Podríamos preguntarnos si esa modificación del entorno queda, o puede quedar reflejado de alguna manera en el diagrama. Y la respuesta es afirmativa. Veíamos también cómo el trabajo realizado cuando el gas se expande se podía ver gráficamente por el área que quedaba bajo la línea que describía dicha expansión, que en nuestro caso era la línea B-C; en este caso, el gas realizaba el trabajo por el aumento de calor. Lo mismo, pero en sentido opuesto, se puede decir del proceso en que el gas se comprimía, en este caso enfriándose o emitiendo calor.
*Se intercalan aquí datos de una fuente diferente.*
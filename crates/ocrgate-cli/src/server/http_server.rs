//! HTTP server startup.

use std::future::IntoFuture;
use std::io;
use std::time::Duration;

use axum::Router;
use tokio::net::TcpListener;
use tokio::sync::watch;

use super::lifecycle::{log_server_error, serve_with_shutdown};
use super::shutdown::shutdown_signal;
use super::{ServerError, ServerResult};
use crate::config::ServerConfig;
use crate::{TRACING_TARGET_SERVER_SHUTDOWN, TRACING_TARGET_SERVER_STARTUP};

/// Binds the configured address and serves `app` until a shutdown signal.
///
/// # Errors
///
/// Returns an error if the address cannot be bound or the server fails while
/// running.
pub async fn serve_http(app: Router, server_config: ServerConfig) -> ServerResult<()> {
    let server_addr = server_config.server_addr();

    let listener = TcpListener::bind(server_addr).await.map_err(|err| {
        let err = ServerError::bind_error(server_addr, err);
        log_server_error(&err);
        err
    })?;

    tracing::info!(
        target: TRACING_TARGET_SERVER_STARTUP,
        addr = %server_addr,
        "Server is ready and listening for connections"
    );

    let shutdown_timeout = server_config.shutdown_timeout();
    serve_with_shutdown(&server_config, move || {
        run_until_shutdown(listener, app, shutdown_timeout)
    })
    .await
}

/// Runs the server, giving in-flight requests `shutdown_timeout` to finish
/// once a shutdown signal arrives.
async fn run_until_shutdown(
    listener: TcpListener,
    app: Router,
    shutdown_timeout: Duration,
) -> io::Result<()> {
    let (signalled_tx, mut signalled_rx) = watch::channel(false);

    let graceful = async move {
        shutdown_signal().await;
        tracing::info!(
            target: TRACING_TARGET_SERVER_SHUTDOWN,
            timeout_secs = shutdown_timeout.as_secs(),
            "Graceful shutdown initiated"
        );
        let _ = signalled_tx.send(true);
    };

    let deadline = async move {
        if signalled_rx.wait_for(|signalled| *signalled).await.is_err() {
            std::future::pending::<()>().await;
        }
        tokio::time::sleep(shutdown_timeout).await;
    };

    let server = axum::serve(listener, app)
        .with_graceful_shutdown(graceful)
        .into_future();

    tokio::select! {
        result = server => result,
        () = deadline => {
            tracing::warn!(
                target: TRACING_TARGET_SERVER_SHUTDOWN,
                timeout_secs = shutdown_timeout.as_secs(),
                "Graceful shutdown timed out, abandoning in-flight requests"
            );
            Ok(())
        }
    }
}
//! Service layer error types and utilities.
//!
//! This module provides error handling for the service layer with:
//!
//! - Strongly-typed error kinds for different failure categories
//! - Builder pattern for ergonomic error construction
//! - Type-safe error source tracking with boxed trait objects

use std::borrow::Cow;
use std::error::Error as StdError;
use std::fmt;

/// Type alias for boxed errors that are Send + Sync.
pub type BoxedError = Box<dyn StdError + Send + Sync>;

/// Result type alias for service layer operations.
pub type Result<T, E = Error> = std::result::Result<T, E>;

/// Error kind enumeration for categorizing service layer errors.
///
/// Separated from [`Error`] to allow pattern matching on the category
/// without accessing the full error.
#[derive(Debug, Clone, Copy, PartialEq, Eq, Hash)]
pub enum ErrorKind {
    /// Configuration-related errors.
    Config,
    /// OCR engine communication errors.
    External,
    /// Scratch workspace and file system errors.
    FileSystem,
    /// Internal service logic errors.
    Internal,
}

impl ErrorKind {
    /// Returns the error kind as a string for categorization.
    #[must_use]
    pub const fn as_str(self) -> &'static str {
        match self {
            Self::Config => "config",
            Self::External => "external_service",
            Self::FileSystem => "file_system",
            Self::Internal => "internal_service",
        }
    }
}

impl fmt::Display for ErrorKind {
    fn fmt(&self, f: &mut fmt::Formatter<'_>) -> fmt::Result {
        f.write_str(self.as_str())
    }
}

/// Service layer error with structured information.
#[derive(Debug, thiserror::Error)]
#[error("{kind} error: {message}")]
pub struct Error {
    /// The error category/type
    kind: ErrorKind,
    /// Human-readable error message
    message: Cow<'static, str>,
    /// Optional underlying error that caused this error
    #[source]
    source: Option<BoxedError>,
}

impl Error {
    #[inline]
    fn new(kind: ErrorKind, message: impl Into<Cow<'static, str>>) -> Self {
        Self {
            kind,
            message: message.into(),
            source: None,
        }
    }

    /// Attaches a source error to this error, enabling error chain tracking.
    #[inline]
    pub fn with_source(mut self, source: impl StdError + Send + Sync + 'static) -> Self {
        self.source = Some(Box::new(source));
        self
    }

    /// Returns the error kind.
    #[must_use]
    #[inline]
    pub const fn kind(&self) -> ErrorKind {
        self.kind
    }

    /// Returns the error message.
    #[must_use]
    #[inline]
    pub fn message(&self) -> &str {
        &self.message
    }

    /// Creates a new configuration error.
    #[inline]
    pub fn config(message: impl Into<Cow<'static, str>>) -> Self {
        Self::new(ErrorKind::Config, message)
    }

    /// Creates a new external service error.
    #[inline]
    pub fn external(
        service: impl Into<Cow<'static, str>>,
        message: impl Into<Cow<'static, str>>,
    ) -> Self {
        let service_name = service.into();
        let msg = message.into();
        Self::new(ErrorKind::External, format!("{}: {}", service_name, msg))
    }

    /// Creates a new file system error.
    #[inline]
    pub fn file_system(message: impl Into<Cow<'static, str>>) -> Self {
        Self::new(ErrorKind::FileSystem, message)
    }

    /// Creates a new internal service error.
    #[inline]
    pub fn internal(
        service: impl Into<Cow<'static, str>>,
        message: impl Into<Cow<'static, str>>,
    ) -> Self {
        let service_name = service.into();
        let msg = message.into();
        Self::new(ErrorKind::Internal, format!("{}: {}", service_name, msg))
    }
}

impl From<ocrgate_paddle::Error> for Error {
    fn from(err: ocrgate_paddle::Error) -> Self {
        Error::external("paddlex", err.to_string()).with_source(err)
    }
}

#[cfg(test)]
mod tests {
    use super::*;

    #[test]
    fn test_error_creation() {
        let error = Error::config("invalid configuration");
        assert_eq!(error.kind(), ErrorKind::Config);
        assert_eq!(error.message(), "invalid configuration");
    }

    #[test]
    fn test_error_with_source() {
        let source = std::io::Error::new(std::io::ErrorKind::NotFound, "file not found");
        let error = Error::file_system("cannot stage upload").with_source(source);

        assert!(StdError::source(&error).is_some());
        assert_eq!(error.kind(), ErrorKind::FileSystem);
    }

    #[test]
    fn test_paddle_error_conversion() {
        let error = Error::from(ocrgate_paddle::Error::api(500, "model crashed"));

        assert_eq!(error.kind(), ErrorKind::External);
        assert!(error.message().starts_with("paddlex: "));
        assert!(error.message().contains("model crashed"));
        assert!(StdError::source(&error).is_some());
    }

    #[test]
    fn test_error_kind_as_str() {
        assert_eq!(ErrorKind::Config.as_str(), "config");
        assert_eq!(ErrorKind::External.as_str(), "external_service");
        assert_eq!(ErrorKind::FileSystem.as_str(), "file_system");
        assert_eq!(ErrorKind::Internal.as_str(), "internal_service");
    }
}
Pues ocurre que en ambos casos el trabajo puesto en juego no es igual, pues en el primer caso, había una carga mayor (plataforma y trastos) y en el segundo, menor (sólo la plataforma, pues los trastos ya los habíamos descargados). Tenemos así dos áreas, cuya diferencia es precisamente el área que queda dentro del ciclo dibujado.



El sistema está igual que estaba antes, pero el caso es que realmente ha realizado un trabajo, es decir, hay un trabajo neto realizado por el sistema, que es la diferencia entre el trabajo realizado durante la expansión y el recibido o el padecido (por decirlo así) durante el proceso de comprensión. Es fácil observar que, cuanto mayor sea el área que quede encerrada dentro de la línea que describe el ciclo, mayor será el trabajo neto realizado, lo que quiere decir —como veremos— que nuestro sistema es más eficiente, o que su rendimiento es mayor. Pero bueno, por hoy ya está bien.